“Change is the only constant in life” -Heraclitus
While change is something that is always happening, the last two years have brought such a turn for me, which I can’t help but reflect on. I wouldn’t quite call it 180°… 120° or 130° maybe? Anyway, I’m convinced that my younger self wouldn’t be able to recognize, and would possibly despise the person I am now. I’ve managed to find myself saying, doing, wearing and various-other-verbs-ing things I never dreamed I would. You are ever-evolving product to the enzymatic reaction that is life. They say you come across people, who provide such a catalyst in your life, that you, the substrate, never quite the same after meeting them. I have these people to thank, more than anyone else for the improved me, inside and out.
Thank you to the ones who were always honest, who saw and pointed out the flaws I refused to acknowledge. I’ve learned no matter how good you get at anything, there’s always room for improvement.
Thank you to those who made me feel pretty, who made me feel wanted, who boosted my self esteem. I learned to believe you, and more importantly I learned to believe in myself.
Thank you to those who helped me jump the hurdles, who were a helping hand, providers of kind words, or just a listening ear. You showed me that there is no shame in asking for help, and that weakness is only temporary, and all too human.

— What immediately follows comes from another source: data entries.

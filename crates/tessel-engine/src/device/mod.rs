//! Window-bound GPU context.
//!
//! Owns the wgpu instance, adapter, device and surface for one window, and
//! hands out acquired frames. Drawing goes through [`crate::render`].

mod error;
mod frame;
mod gpu;
mod init;
mod surface;

pub use error::SurfaceErrorAction;
pub use frame::GpuFrame;
pub use gpu::Gpu;
pub use init::GpuInit;
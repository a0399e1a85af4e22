use std::ops::{Add, Mul, Sub};

use bytemuck::{Pod, Zeroable};

/// 2D point in world units. Also used as a displacement vector.
///
/// `#[repr(C)]` so point lists upload to vertex buffers as-is.
#[repr(C)]
#[derive(Debug, Copy, Clone, Default, PartialEq, Pod, Zeroable)]
pub struct Point2 {
    pub x: f32,
    pub y: f32,
}

impl Point2 {
    pub const ORIGIN: Self = Self::new(0.0, 0.0);

    #[inline]
    pub const fn new(x: f32, y: f32) -> Self {
        Self { x, y }
    }

    /// z component of the 3D cross product.
    #[inline]
    pub fn cross(self, other: Self) -> f32 {
        self.x * other.y - self.y * other.x
    }

    #[inline]
    pub fn dot(self, other: Self) -> f32 {
        self.x * other.x + self.y * other.y
    }

    #[inline]
    pub fn length(self) -> f32 {
        self.dot(self).sqrt()
    }

    #[inline]
    pub fn distance(self, other: Self) -> f32 {
        (other - self).length()
    }
}

impl Add for Point2 {
    type Output = Self;

    #[inline]
    fn add(self, rhs: Self) -> Self {
        Self::new(self.x + rhs.x, self.y + rhs.y)
    }
}

impl Sub for Point2 {
    type Output = Self;

    #[inline]
    fn sub(self, rhs: Self) -> Self {
        Self::new(self.x - rhs.x, self.y - rhs.y)
    }
}

impl Mul<f32> for Point2 {
    type Output = Self;

    #[inline]
    fn mul(self, rhs: f32) -> Self {
        Self::new(self.x * rhs, self.y * rhs)
    }
}
use std::fmt;

use tessel_engine::render::DeviceError;

use crate::graph::NodeId;

/// Errors raised while building or mutating the scene.
#[derive(Debug, Clone, PartialEq)]
pub enum SceneError {
    /// The device failed to compile, link or allocate for a node.
    ResourceCreation { node: String, source: DeviceError },
    /// A linked program lacks a binding the node requires.
    Configuration { node: String, missing: String },
    /// The node's `create()` has not succeeded.
    NotCreated { node: String },
    UnknownNode(NodeId),
}

impl SceneError {
    pub(crate) fn resource(node: &str, source: DeviceError) -> Self {
        SceneError::ResourceCreation {
            node: node.to_string(),
            source,
        }
    }
}

impl fmt::Display for SceneError {
    fn fmt(&self, f: &mut fmt::Formatter<'_>) -> fmt::Result {
        match self {
            SceneError::ResourceCreation { node, source } => {
                write!(f, "{node}: resource creation failed: {source}")
            }
            SceneError::Configuration { node, missing } => {
                write!(f, "{node}: program has no binding named '{missing}'")
            }
            SceneError::NotCreated { node } => write!(f, "{node}: create() has not succeeded"),
            SceneError::UnknownNode(id) => write!(f, "no scene node {id:?}"),
        }
    }
}

impl std::error::Error for SceneError {
    fn source(&self) -> Option<&(dyn std::error::Error + 'static)> {
        match self {
            SceneError::ResourceCreation { source, .. } => Some(source),
            _ => None,
        }
    }
}
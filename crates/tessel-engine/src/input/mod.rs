//! Input subsystem.
//!
//! Applications see only the types defined here; `platform` translates winit
//! window events into them.

pub(crate) mod platform;
mod state;
mod types;

pub(crate) use state::InputState;
pub use types::{
    InputEvent, Key, KeyState, Modifiers, MouseButton, MouseButtonState, PointerButtonEvent,
    PointerMoveEvent,
};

Thank you, to the ones who knocked me down, who made me feel insignificant. You helped me learn to always keep my feet on the ground, and gave me the drive to prove you wrong.

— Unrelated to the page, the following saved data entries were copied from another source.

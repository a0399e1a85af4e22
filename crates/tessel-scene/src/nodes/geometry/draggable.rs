use bytemuck::{Pod, Zeroable};
use tessel_engine::render::{
    BufferId, BufferKind, DrawCall, GraphicsDevice, Primitive, VertexAttribute, VertexFormat,
    VertexInput,
};

use crate::error::SceneError;
use crate::geometry::{Point2, Segment2};
use crate::state::RenderState;

pub const START_COLOR: [f32; 4] = [0.8, 0.1, 0.1, 1.0];
pub const END_COLOR: [f32; 4] = [0.1, 0.8, 0.1, 1.0];

const NODE: &str = "draggable segment";

/// Interleaved position + colour vertex.
#[repr(C)]
#[derive(Debug, Copy, Clone, PartialEq, Pod, Zeroable)]
pub struct ColorVertex {
    pub position: Point2,
    pub color: [f32; 4],
}

const STRIDE: u64 = std::mem::size_of::<ColorVertex>() as u64;

/// Two-vertex line whose end follows the pointer.
///
/// The buffer is allocated once; moving the end point rewrites only the
/// second vertex's position.
#[derive(Debug)]
pub struct DraggableSegment {
    start: Point2,
    end: Point2,
    visible: bool,
    buffer: Option<BufferId>,
}

impl Default for DraggableSegment {
    fn default() -> Self {
        Self::new(Point2::ORIGIN, Point2::ORIGIN)
    }
}

impl DraggableSegment {
    pub fn new(start: Point2, end: Point2) -> Self {
        Self {
            start,
            end,
            visible: true,
            buffer: None,
        }
    }

    pub fn start(&self) -> Point2 {
        self.start
    }

    pub fn end(&self) -> Point2 {
        self.end
    }

    pub fn segment(&self) -> Segment2 {
        Segment2::new(self.start, self.end)
    }

    pub fn is_visible(&self) -> bool {
        self.visible
    }

    /// An invisible segment issues no draw; its children still do.
    pub fn set_visible(&mut self, visible: bool) {
        self.visible = visible;
    }

    pub fn is_created(&self) -> bool {
        self.buffer.is_some()
    }

    pub fn create(&mut self, device: &mut dyn GraphicsDevice) -> Result<(), SceneError> {
        if self.buffer.is_some() {
            return Ok(());
        }
        let buffer = device
            .create_buffer(BufferKind::Vertex, bytemuck::cast_slice(&self.vertices()))
            .map_err(|e| SceneError::resource(NODE, e))?;
        self.buffer = Some(buffer);
        Ok(())
    }

    /// Moves the second vertex. Start point and colours stay untouched.
    pub fn update_end_point(&mut self, device: &mut dyn GraphicsDevice, end: Point2) -> Result<(), SceneError> {
        let buffer = self.buffer()?;
        device
            .update_buffer(buffer, STRIDE, bytemuck::bytes_of(&end))
            .map_err(|e| SceneError::resource(NODE, e))?;
        self.end = end;
        Ok(())
    }

    /// Rewrites both vertices in one update.
    pub fn reset_line(&mut self, device: &mut dyn GraphicsDevice, start: Point2, end: Point2) -> Result<(), SceneError> {
        let buffer = self.buffer()?;
        let vertices = [
            ColorVertex { position: start, color: START_COLOR },
            ColorVertex { position: end, color: END_COLOR },
        ];
        device
            .update_buffer(buffer, 0, bytemuck::cast_slice(&vertices))
            .map_err(|e| SceneError::resource(NODE, e))?;
        self.start = start;
        self.end = end;
        Ok(())
    }

    pub fn draw(&self, device: &mut dyn GraphicsDevice, state: &RenderState) {
        let Some(buffer) = self.buffer else { return };
        if !self.visible {
            return;
        }
        let Some(position) = state.position_slot else {
            log::debug!("no position binding active; skipping segment draw");
            return;
        };

        let mut attributes = vec![VertexAttribute {
            slot: position,
            offset: 0,
            format: VertexFormat::Float32x2,
        }];
        if let Some(slot) = state.vertex_color_slot {
            attributes.push(VertexAttribute {
                slot,
                offset: std::mem::size_of::<Point2>() as u64,
                format: VertexFormat::Float32x4,
            });
        }

        device.draw(&DrawCall {
            primitive: Primitive::Lines,
            vertices: VertexInput {
                buffer,
                stride: STRIDE,
                attributes: &attributes,
            },
            indices: None,
            count: 2,
        });
    }

    pub fn destroy(&mut self, device: &mut dyn GraphicsDevice) {
        if let Some(buffer) = self.buffer.take() {
            device.delete_buffer(buffer);
        }
    }

    fn vertices(&self) -> [ColorVertex; 2] {
        [
            ColorVertex { position: self.start, color: START_COLOR },
            ColorVertex { position: self.end, color: END_COLOR },
        ]
    }

    fn buffer(&self) -> Result<BufferId, SceneError> {
        self.buffer.ok_or_else(|| SceneError::NotCreated { node: NODE.to_string() })
    }
}

#[cfg(test)]
mod tests {
    use super::*;
    use tessel_engine::render::{AttributeSlot, DeviceCommand, RecordingDevice};

    fn read_back(device: &RecordingDevice, segment: &DraggableSegment) -> Vec<ColorVertex> {
        let bytes = device.read_buffer(segment.buffer.unwrap()).unwrap();
        bytes.chunks_exact(24).map(bytemuck::pod_read_unaligned).collect()
    }

    #[test]
    fn vertex_layout_is_24_bytes() {
        assert_eq!(STRIDE, 24);
    }

    #[test]
    fn update_end_point_touches_only_second_position() {
        let mut device = RecordingDevice::new();
        let mut seg = DraggableSegment::new(Point2::new(-1.0, -1.0), Point2::new(1.0, 1.0));
        seg.create(&mut device).unwrap();
        let before = read_back(&device, &seg);

        device.clear_commands();
        seg.update_end_point(&mut device, Point2::new(3.0, -2.0)).unwrap();
        let after = read_back(&device, &seg);

        assert_eq!(after[0], before[0]);
        assert_eq!(after[1].position, Point2::new(3.0, -2.0));
        assert_eq!(after[0].color, START_COLOR);
        assert_eq!(after[1].color, END_COLOR);
        assert_eq!(
            device.commands(),
            &[DeviceCommand::UpdateBuffer {
                buffer: seg.buffer.unwrap(),
                offset: 24,
                len: 8
            }]
        );
        assert_eq!(seg.end(), Point2::new(3.0, -2.0));
    }

    #[test]
    fn reset_line_rewrites_both_vertices() {
        let mut device = RecordingDevice::new();
        let mut seg = DraggableSegment::default();
        seg.create(&mut device).unwrap();
        seg.reset_line(&mut device, Point2::new(2.0, 2.0), Point2::new(2.0, 2.0)).unwrap();

        let v = read_back(&device, &seg);
        assert_eq!(v[0].position, Point2::new(2.0, 2.0));
        assert_eq!(v[1].position, Point2::new(2.0, 2.0));
        assert_eq!(device.buffer_len(seg.buffer.unwrap()), Some(48));
    }

    #[test]
    fn update_before_create_fails() {
        let mut device = RecordingDevice::new();
        let mut seg = DraggableSegment::default();
        assert!(matches!(
            seg.update_end_point(&mut device, Point2::ORIGIN),
            Err(SceneError::NotCreated { .. })
        ));
        assert_eq!(seg.end(), Point2::ORIGIN);
    }

    #[test]
    fn hidden_segment_does_not_draw() {
        let mut device = RecordingDevice::new();
        let program = device.create_program(&crate::shaders::VERTEX_COLOR).unwrap();
        device.use_program(program);
        let mut seg = DraggableSegment::default();
        seg.create(&mut device).unwrap();
        let state = RenderState {
            position_slot: Some(AttributeSlot(0)),
            vertex_color_slot: Some(AttributeSlot(1)),
            ..RenderState::default()
        };

        seg.set_visible(false);
        seg.draw(&mut device, &state);
        assert_eq!(device.draws().count(), 0);

        seg.set_visible(true);
        seg.draw(&mut device, &state);
        let draw = device.draws().next().unwrap();
        assert_eq!(draw.primitive, Primitive::Lines);
        assert_eq!(draw.attributes.len(), 2);
        assert_eq!(draw.attributes[1].offset, 8);
    }
}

Of all the people above, no one can guarantee who will stay, and who will leave after playing their vital part in the reaction. Some are harder to let go of than others. There are times where I’ve thought that without them I wouldn’t feel the same about myself. Some people come in your life as blessings some come in your life as lessons. But we, the result of the change, cannot go back.
I wasn’t yet done scrutinizing, when the reflection before me transformed. I see a two year younger version of myself; an awkward, nervous face, unruly hair tied back in a ponytail. For a second I tried to make her disappear, cringing at the memory, as though facing someone I wish I never knew. My conscience made me pause however, and I faced her once more and chuckled.
I have learned that though I am far, far away from being perfect, I am better than I was. Though I box away the bad, the ugly and the less-than-desirable,my room for improvement and the good is a space I shall continue trying to fill.